Stored data —
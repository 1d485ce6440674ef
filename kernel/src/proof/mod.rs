//! Proof module: canonical JSON and domain-separated content hashing.
//!
//! Used to fingerprint graphs, colorings, and run reports so two runs can be
//! compared byte-for-byte. Depends on nothing else in the kernel.

pub mod canon;
pub mod hash;
pub mod hash_domain;
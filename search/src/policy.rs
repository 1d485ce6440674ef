//! Heuristic switches and the one-character algorithm selector.

use crate::error::SearchError;

/// Which heuristics the engine applies.
///
/// `Default` is plain backtracking (selector `a`).
#[derive(Debug, Clone, Copy, PartialEq, Eq, Default)]
pub struct HeuristicPolicy {
    /// Prune neighbor domains on assignment; abandon the variable on wipeout.
    pub forward_check: bool,
    /// Pick the next region with the fewest remaining colors.
    pub mrv: bool,
    /// Among MRV ties prefer the region with more neighbors.
    pub degree_tie_break: bool,
}

impl HeuristicPolicy {
    /// Reject switch combinations with no defined meaning.
    ///
    /// # Errors
    ///
    /// [`SearchError::UnsupportedPolicyMode`] if `degree_tie_break` is set
    /// without `mrv`.
    pub fn validate(&self) -> Result<(), SearchError> {
        if self.degree_tie_break && !self.mrv {
            return Err(SearchError::UnsupportedPolicyMode {
                detail: "degree_tie_break requires mrv".into(),
            });
        }
        Ok(())
    }

    /// Whether assignments are propagated into neighbor domains.
    ///
    /// MRV needs live domain sizes even without forward checking.
    #[must_use]
    pub fn propagates(&self) -> bool {
        self.forward_check || self.mrv
    }
}

/// The four published heuristic combinations.
#[derive(Debug, Clone, Copy, PartialEq, Eq, Hash, PartialOrd, Ord, Default)]
pub enum Algorithm {
    /// `a`: plain backtracking.
    #[default]
    Backtracking,
    /// `b`: backtracking with forward checking.
    ForwardChecking,
    /// `c`: forward checking with MRV ordering.
    Mrv,
    /// `d`: forward checking with MRV ordering and degree tie-break.
    MrvDegree,
}

impl Algorithm {
    /// All algorithms in selector order.
    pub const ALL: [Algorithm; 4] = [
        Algorithm::Backtracking,
        Algorithm::ForwardChecking,
        Algorithm::Mrv,
        Algorithm::MrvDegree,
    ];

    /// Map a selector character. Anything other than `b`, `c`, `d` selects
    /// plain backtracking.
    #[must_use]
    pub fn from_selector(selector: char) -> Self {
        match selector {
            'b' => Self::ForwardChecking,
            'c' => Self::Mrv,
            'd' => Self::MrvDegree,
            _ => Self::Backtracking,
        }
    }

    #[must_use]
    pub fn selector(self) -> char {
        match self {
            Self::Backtracking => 'a',
            Self::ForwardChecking => 'b',
            Self::Mrv => 'c',
            Self::MrvDegree => 'd',
        }
    }

    #[must_use]
    pub fn policy(self) -> HeuristicPolicy {
        let (forward_check, mrv, degree_tie_break) = match self {
            Self::Backtracking => (false, false, false),
            Self::ForwardChecking => (true, false, false),
            Self::Mrv => (true, true, false),
            Self::MrvDegree => (true, true, true),
        };
        HeuristicPolicy {
            forward_check,
            mrv,
            degree_tie_break,
        }
    }
}

impl From<Algorithm> for HeuristicPolicy {
    fn from(algorithm: Algorithm) -> Self {
        algorithm.policy()
    }
}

Action item — Using the entries above, please restate each one word for word.

Your response —
repository 1d485ce6440674ef
filename kernel/src/proof/mod.rs
//! Proof module: canonical JSON and domain-separated content hashing.
//!
//! Used to fingerprint graphs, colorings, and run reports so two runs can be
//! compared byte-for-byte. Depends on nothing else in the kernel.

pub mod canon;
pub mod hash;
pub mod hash_domain;
filename search/src/policy.rs
repository 1d485ce6440674ef
//! Heuristic switches and the one-character algorithm selector.

use crate::error::SearchError;

/// Which heuristics the engine applies.
///
/// `Default` is plain backtracking (selector `a`).
#[derive(Debug, Clone, Copy, PartialEq, Eq, Default)]
pub struct HeuristicPolicy {
    /// Prune neighbor domains on assignment; abandon the variable on wipeout.
    pub forward_check: bool,
    /// Pick the next region with the fewest remaining colors.
    pub mrv: bool,
    /// Among MRV ties prefer the region with more neighbors.
    pub degree_tie_break: bool,
}

impl HeuristicPolicy {
    /// Reject switch combinations with no defined meaning.
    ///
    /// # Errors
    ///
    /// [`SearchError::UnsupportedPolicyMode`] if `degree_tie_break` is set
    /// without `mrv`.
    pub fn validate(&self) -> Result<(), SearchError> {
        if self.degree_tie_break && !self.mrv {
            return Err(SearchError::UnsupportedPolicyMode {
                detail: "degree_tie_break requires mrv".into(),
            });
        }
        Ok(())
    }

    /// Whether assignments are propagated into neighbor domains.
    ///
    /// MRV needs live domain sizes even without forward checking.
    #[must_use]
    pub fn propagates(&self) -> bool {
        self.forward_check || self.mrv
    }
}

/// The four published heuristic combinations.
#[derive(Debug, Clone, Copy, PartialEq, Eq, Hash, PartialOrd, Ord, Default)]
pub enum Algorithm {
    /// `a`: plain backtracking.
    #[default]
    Backtracking,
    /// `b`: backtracking with forward checking.
    ForwardChecking,
    /// `c`: forward checking with MRV ordering.
    Mrv,
    /// `d`: forward checking with MRV ordering and degree tie-break.
    MrvDegree,
}

impl Algorithm {
    /// All algorithms in selector order.
    pub const ALL: [Algorithm; 4] = [
        Algorithm::Backtracking,
        Algorithm::ForwardChecking,
        Algorithm::Mrv,
        Algorithm::MrvDegree,
    ];

    /// Map a selector character. Anything other than `b`, `c`, `d` selects
    /// plain backtracking.
    #[must_use]
    pub fn from_selector(selector: char) -> Self {
        match selector {
            'b' => Self::ForwardChecking,
            'c' => Self::Mrv,
            'd' => Self::MrvDegree,
            _ => Self::Backtracking,
        }
    }

    #[must_use]
    pub fn selector(self) -> char {
        match self {
            Self::Backtracking => 'a',
            Self::ForwardChecking => 'b',
            Self::Mrv => 'c',
            Self::MrvDegree => 'd',
        }
    }

    #[must_use]
    pub fn policy(self) -> HeuristicPolicy {
        let (forward_check, mrv, degree_tie_break) = match self {
            Self::Backtracking => (false, false, false),
            Self::ForwardChecking => (true, false, false),
            Self::Mrv => (true, true, false),
            Self::MrvDegree => (true, true, true),
        };
        HeuristicPolicy {
            forward_check,
            mrv,
            degree_tie_break,
        }
    }
}

impl From<Algorithm> for HeuristicPolicy {
    fn from(algorithm: Algorithm) -> Self {
        algorithm.policy()
    }
}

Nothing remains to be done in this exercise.